= Task description =
Return, from the lines below, each one that includes the word "baths".

── Exercise input ──

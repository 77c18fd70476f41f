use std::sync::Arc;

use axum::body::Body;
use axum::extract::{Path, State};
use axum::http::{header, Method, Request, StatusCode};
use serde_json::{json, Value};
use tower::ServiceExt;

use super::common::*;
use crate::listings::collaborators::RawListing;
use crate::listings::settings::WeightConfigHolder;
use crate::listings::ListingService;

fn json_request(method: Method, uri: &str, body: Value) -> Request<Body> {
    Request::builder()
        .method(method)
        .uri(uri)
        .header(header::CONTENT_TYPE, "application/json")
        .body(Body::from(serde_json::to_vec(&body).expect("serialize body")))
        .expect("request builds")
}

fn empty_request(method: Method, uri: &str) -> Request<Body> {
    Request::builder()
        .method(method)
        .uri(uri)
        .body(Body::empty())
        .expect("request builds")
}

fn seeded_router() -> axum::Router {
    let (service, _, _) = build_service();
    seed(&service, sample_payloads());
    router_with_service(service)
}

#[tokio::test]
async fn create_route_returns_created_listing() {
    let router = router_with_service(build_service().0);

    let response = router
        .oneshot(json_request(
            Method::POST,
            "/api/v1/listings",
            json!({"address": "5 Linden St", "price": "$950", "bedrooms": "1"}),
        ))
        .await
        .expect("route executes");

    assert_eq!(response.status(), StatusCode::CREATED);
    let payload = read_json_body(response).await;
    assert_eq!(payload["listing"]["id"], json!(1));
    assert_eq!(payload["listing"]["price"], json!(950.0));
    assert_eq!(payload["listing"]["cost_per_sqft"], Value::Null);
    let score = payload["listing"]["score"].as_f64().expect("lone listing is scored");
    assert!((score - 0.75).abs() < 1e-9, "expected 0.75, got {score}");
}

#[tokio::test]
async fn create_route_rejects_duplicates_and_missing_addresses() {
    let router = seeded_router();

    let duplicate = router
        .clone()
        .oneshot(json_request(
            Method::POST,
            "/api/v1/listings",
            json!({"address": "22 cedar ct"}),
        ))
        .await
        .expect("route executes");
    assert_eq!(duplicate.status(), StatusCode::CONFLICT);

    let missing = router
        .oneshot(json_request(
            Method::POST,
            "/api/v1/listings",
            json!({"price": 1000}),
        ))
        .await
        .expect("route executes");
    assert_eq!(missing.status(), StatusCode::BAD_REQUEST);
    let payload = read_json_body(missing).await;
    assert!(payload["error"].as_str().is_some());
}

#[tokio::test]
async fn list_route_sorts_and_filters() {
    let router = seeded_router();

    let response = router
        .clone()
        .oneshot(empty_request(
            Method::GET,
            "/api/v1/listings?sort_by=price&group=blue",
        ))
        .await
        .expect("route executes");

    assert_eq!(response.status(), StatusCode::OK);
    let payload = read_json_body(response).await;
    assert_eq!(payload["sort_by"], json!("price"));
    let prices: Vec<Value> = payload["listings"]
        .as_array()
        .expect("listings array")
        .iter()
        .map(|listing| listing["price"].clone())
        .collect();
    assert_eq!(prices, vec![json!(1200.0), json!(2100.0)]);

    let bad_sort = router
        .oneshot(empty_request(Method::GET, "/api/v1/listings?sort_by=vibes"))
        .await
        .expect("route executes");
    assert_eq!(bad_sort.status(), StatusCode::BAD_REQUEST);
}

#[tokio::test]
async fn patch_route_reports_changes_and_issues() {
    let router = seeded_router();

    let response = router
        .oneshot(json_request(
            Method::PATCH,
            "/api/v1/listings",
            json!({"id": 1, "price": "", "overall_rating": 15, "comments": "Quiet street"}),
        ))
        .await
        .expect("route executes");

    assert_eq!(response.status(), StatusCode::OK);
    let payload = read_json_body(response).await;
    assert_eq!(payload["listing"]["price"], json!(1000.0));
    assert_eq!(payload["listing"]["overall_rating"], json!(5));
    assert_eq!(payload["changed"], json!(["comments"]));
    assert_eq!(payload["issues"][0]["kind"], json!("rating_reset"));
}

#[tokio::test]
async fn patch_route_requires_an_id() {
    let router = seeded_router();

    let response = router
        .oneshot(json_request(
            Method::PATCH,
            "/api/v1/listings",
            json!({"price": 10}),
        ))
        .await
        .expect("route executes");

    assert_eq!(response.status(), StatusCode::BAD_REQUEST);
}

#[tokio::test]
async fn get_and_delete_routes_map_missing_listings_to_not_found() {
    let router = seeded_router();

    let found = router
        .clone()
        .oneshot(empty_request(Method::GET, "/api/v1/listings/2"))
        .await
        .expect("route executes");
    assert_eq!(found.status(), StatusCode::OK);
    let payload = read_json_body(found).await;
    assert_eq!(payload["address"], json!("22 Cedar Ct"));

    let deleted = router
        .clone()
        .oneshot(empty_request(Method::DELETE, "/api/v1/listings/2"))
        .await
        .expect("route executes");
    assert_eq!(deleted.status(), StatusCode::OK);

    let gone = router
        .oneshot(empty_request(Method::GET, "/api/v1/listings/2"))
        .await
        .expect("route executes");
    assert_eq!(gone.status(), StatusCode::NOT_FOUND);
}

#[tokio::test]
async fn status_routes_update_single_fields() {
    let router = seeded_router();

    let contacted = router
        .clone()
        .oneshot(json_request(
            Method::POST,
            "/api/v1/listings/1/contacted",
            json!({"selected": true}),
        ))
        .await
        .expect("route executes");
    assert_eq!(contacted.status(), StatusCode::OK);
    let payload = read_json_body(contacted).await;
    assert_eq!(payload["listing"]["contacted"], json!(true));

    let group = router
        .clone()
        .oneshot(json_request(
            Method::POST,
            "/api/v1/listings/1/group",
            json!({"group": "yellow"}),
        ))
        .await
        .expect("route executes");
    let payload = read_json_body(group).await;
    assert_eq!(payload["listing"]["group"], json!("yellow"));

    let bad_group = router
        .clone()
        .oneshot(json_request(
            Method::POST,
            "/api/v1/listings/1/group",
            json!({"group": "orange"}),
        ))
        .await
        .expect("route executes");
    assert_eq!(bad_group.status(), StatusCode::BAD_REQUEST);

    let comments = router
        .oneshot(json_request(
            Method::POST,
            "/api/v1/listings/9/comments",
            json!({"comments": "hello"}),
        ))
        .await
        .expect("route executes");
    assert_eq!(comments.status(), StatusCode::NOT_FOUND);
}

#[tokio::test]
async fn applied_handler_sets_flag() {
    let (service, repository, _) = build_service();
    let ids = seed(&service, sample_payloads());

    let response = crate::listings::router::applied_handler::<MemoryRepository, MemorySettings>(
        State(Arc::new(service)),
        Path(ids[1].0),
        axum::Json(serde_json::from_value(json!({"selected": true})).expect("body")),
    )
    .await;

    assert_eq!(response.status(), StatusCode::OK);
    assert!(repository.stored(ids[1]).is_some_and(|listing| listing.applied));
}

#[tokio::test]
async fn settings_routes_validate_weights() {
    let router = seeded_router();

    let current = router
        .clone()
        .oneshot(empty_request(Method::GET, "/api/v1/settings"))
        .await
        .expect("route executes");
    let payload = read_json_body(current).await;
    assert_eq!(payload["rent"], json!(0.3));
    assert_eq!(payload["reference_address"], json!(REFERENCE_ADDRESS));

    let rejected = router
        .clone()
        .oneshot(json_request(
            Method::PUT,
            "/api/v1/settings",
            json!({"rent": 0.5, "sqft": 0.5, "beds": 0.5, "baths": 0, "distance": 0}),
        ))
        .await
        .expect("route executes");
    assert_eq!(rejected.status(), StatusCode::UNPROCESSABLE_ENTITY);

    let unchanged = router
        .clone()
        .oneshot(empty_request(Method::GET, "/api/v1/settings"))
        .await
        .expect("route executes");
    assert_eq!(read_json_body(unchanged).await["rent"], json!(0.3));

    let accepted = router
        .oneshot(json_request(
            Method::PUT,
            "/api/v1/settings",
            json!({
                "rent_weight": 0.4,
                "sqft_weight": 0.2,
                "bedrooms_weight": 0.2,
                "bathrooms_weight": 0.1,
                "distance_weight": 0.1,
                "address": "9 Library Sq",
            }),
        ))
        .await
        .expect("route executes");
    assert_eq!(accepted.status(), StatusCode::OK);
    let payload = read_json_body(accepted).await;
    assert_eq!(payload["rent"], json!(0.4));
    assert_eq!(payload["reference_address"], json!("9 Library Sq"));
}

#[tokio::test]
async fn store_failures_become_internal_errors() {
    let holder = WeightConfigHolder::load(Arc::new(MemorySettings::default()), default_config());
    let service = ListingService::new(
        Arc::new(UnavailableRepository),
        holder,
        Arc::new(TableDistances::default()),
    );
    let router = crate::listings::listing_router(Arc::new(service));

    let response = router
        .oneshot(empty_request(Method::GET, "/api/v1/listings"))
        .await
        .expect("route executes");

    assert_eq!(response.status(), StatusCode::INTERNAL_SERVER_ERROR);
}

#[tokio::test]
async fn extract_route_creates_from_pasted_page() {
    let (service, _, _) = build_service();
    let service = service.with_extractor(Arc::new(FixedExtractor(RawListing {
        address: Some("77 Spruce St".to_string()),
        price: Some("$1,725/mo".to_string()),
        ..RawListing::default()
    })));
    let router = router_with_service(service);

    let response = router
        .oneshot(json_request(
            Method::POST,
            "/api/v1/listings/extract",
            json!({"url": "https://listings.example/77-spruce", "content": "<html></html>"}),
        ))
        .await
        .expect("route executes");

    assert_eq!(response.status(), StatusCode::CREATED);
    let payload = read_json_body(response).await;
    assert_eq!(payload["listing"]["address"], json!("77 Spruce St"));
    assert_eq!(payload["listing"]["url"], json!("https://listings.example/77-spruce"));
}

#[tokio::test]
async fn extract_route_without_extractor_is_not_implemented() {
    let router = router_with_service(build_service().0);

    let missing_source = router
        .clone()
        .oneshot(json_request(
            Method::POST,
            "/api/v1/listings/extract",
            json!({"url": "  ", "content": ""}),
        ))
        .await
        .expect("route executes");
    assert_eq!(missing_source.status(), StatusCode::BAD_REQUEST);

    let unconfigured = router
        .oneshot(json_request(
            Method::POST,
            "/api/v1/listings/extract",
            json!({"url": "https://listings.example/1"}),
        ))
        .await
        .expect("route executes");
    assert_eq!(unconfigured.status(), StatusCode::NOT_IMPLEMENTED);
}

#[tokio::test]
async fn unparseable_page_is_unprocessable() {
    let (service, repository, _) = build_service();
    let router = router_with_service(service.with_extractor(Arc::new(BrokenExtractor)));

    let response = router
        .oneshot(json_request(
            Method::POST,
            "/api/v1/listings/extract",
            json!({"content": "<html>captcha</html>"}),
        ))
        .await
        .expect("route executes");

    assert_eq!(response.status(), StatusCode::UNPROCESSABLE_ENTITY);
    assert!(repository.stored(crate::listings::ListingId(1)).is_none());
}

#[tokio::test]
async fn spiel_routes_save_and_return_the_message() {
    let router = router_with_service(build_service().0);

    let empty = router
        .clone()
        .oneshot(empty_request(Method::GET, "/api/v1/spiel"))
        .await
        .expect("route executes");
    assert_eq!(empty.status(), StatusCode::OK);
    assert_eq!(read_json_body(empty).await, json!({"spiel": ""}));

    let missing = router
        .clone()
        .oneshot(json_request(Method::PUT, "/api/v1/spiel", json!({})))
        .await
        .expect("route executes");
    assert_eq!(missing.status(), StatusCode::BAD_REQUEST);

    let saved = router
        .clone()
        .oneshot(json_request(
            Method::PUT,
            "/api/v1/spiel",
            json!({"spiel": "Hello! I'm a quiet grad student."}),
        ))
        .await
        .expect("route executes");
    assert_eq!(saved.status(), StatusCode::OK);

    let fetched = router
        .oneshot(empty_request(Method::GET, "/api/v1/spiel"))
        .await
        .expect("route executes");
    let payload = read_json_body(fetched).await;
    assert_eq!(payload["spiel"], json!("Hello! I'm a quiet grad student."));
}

───
── Exercise input ──

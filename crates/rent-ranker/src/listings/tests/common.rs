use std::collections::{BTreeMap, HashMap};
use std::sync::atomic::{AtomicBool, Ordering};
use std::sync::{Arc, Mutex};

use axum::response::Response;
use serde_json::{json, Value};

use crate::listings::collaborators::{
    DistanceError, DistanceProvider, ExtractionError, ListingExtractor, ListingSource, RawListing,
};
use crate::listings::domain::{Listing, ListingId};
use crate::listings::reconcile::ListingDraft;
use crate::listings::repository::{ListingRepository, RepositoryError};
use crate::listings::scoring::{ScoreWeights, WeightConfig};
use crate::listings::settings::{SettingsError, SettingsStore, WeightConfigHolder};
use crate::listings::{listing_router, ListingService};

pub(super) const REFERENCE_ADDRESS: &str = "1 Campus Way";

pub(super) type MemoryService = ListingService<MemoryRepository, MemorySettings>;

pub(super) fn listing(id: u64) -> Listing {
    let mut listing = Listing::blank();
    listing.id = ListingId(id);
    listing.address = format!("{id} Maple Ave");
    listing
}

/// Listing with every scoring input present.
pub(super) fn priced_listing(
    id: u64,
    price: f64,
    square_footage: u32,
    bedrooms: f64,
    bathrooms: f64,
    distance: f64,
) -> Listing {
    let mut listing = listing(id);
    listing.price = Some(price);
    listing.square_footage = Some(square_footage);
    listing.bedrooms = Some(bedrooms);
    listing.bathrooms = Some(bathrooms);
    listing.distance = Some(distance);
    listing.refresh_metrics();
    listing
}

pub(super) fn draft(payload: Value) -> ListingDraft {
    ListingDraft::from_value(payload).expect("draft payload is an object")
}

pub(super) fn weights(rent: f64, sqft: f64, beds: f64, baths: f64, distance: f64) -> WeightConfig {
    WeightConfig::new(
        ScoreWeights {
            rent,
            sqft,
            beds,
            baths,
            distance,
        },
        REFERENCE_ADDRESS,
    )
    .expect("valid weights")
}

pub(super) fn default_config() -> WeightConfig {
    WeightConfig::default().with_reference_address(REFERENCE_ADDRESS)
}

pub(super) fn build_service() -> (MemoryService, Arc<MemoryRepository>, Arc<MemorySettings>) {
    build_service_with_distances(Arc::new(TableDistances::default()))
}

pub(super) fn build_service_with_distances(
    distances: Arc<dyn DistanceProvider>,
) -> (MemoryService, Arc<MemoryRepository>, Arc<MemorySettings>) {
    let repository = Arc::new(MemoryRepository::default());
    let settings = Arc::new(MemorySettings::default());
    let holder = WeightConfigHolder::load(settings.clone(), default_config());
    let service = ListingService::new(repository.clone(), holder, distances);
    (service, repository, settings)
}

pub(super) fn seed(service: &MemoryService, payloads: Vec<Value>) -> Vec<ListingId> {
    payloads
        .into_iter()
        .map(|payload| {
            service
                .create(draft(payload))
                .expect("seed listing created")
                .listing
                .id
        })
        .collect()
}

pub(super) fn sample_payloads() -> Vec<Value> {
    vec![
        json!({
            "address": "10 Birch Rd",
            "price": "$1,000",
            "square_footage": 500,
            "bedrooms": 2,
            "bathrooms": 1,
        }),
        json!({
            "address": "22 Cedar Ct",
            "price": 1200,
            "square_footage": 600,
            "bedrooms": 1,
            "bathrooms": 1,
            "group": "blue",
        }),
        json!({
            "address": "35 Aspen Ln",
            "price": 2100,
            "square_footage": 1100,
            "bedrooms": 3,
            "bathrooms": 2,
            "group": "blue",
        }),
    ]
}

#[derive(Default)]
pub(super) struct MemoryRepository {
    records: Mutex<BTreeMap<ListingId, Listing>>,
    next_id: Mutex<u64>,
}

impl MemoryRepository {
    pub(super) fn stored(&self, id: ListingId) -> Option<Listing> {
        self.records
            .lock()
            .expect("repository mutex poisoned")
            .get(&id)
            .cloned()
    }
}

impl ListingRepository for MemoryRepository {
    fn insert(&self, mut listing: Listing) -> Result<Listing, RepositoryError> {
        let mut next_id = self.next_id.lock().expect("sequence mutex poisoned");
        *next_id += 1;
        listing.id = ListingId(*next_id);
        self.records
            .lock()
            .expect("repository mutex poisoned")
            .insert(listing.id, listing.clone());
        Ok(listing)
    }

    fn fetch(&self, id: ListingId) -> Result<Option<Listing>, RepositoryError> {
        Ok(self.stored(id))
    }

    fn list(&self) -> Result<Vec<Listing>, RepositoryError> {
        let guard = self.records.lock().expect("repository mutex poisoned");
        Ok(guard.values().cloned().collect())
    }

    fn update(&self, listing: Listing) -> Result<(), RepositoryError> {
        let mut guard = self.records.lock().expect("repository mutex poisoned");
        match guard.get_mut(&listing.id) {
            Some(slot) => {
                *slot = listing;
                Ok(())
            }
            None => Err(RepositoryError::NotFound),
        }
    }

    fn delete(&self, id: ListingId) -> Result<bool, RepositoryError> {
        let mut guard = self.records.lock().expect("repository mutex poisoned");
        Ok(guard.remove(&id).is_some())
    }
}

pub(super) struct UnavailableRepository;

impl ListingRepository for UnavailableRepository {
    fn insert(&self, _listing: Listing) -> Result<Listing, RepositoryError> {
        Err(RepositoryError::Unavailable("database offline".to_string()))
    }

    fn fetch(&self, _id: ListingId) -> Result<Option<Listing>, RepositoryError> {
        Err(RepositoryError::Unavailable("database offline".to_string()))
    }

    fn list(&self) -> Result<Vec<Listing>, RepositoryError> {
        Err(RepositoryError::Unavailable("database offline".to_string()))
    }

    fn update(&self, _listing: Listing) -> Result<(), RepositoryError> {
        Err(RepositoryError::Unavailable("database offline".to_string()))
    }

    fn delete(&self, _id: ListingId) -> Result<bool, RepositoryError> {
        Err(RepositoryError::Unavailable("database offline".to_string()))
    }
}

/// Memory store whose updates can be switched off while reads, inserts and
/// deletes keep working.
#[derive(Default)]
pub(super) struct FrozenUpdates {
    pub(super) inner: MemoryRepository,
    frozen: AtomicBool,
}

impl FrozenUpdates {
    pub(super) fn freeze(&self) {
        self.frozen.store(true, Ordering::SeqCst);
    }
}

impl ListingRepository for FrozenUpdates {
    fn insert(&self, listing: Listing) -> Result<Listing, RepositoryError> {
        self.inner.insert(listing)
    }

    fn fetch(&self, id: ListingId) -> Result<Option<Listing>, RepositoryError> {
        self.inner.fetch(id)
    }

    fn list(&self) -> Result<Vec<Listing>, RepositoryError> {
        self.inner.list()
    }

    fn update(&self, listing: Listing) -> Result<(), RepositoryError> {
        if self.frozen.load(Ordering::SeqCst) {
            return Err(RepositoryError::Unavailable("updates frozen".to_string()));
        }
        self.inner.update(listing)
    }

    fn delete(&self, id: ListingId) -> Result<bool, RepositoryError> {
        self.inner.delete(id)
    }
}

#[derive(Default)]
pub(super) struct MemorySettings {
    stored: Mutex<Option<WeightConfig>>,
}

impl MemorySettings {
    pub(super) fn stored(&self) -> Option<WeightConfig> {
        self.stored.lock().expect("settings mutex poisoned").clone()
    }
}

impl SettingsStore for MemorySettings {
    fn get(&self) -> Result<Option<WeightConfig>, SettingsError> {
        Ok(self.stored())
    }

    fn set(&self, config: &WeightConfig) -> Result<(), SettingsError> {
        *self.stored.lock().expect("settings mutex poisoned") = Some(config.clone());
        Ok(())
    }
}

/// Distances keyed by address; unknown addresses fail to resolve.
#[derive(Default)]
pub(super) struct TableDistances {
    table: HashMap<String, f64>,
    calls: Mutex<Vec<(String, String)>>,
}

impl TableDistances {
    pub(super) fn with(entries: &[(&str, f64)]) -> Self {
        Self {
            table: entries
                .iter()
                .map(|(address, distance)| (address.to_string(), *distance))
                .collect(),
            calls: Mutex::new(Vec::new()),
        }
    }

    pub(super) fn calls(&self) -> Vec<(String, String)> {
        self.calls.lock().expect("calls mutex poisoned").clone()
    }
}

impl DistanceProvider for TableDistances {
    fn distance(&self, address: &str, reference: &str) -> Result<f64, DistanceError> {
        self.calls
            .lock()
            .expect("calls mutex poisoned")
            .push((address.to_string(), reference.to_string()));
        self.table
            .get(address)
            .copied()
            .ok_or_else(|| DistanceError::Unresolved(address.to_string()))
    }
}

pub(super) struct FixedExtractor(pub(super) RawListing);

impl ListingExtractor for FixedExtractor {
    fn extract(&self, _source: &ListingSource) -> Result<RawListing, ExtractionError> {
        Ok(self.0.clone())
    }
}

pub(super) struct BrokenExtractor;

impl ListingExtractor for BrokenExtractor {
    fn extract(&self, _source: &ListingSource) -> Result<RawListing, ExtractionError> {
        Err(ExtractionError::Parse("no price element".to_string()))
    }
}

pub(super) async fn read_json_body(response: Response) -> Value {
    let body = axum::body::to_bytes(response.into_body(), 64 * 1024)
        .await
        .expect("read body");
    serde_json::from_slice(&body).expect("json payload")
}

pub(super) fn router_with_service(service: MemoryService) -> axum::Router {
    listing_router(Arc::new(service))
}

───

= Solution to this exercise =
            json!({"rent": 0.5, "sqft": 0.5, "beds": 0.5, "baths": 0, "distance": 0}),
pub(super) fn weights(rent: f64, sqft: f64, beds: f64, baths: f64, distance: f64) -> WeightConfig {
            baths,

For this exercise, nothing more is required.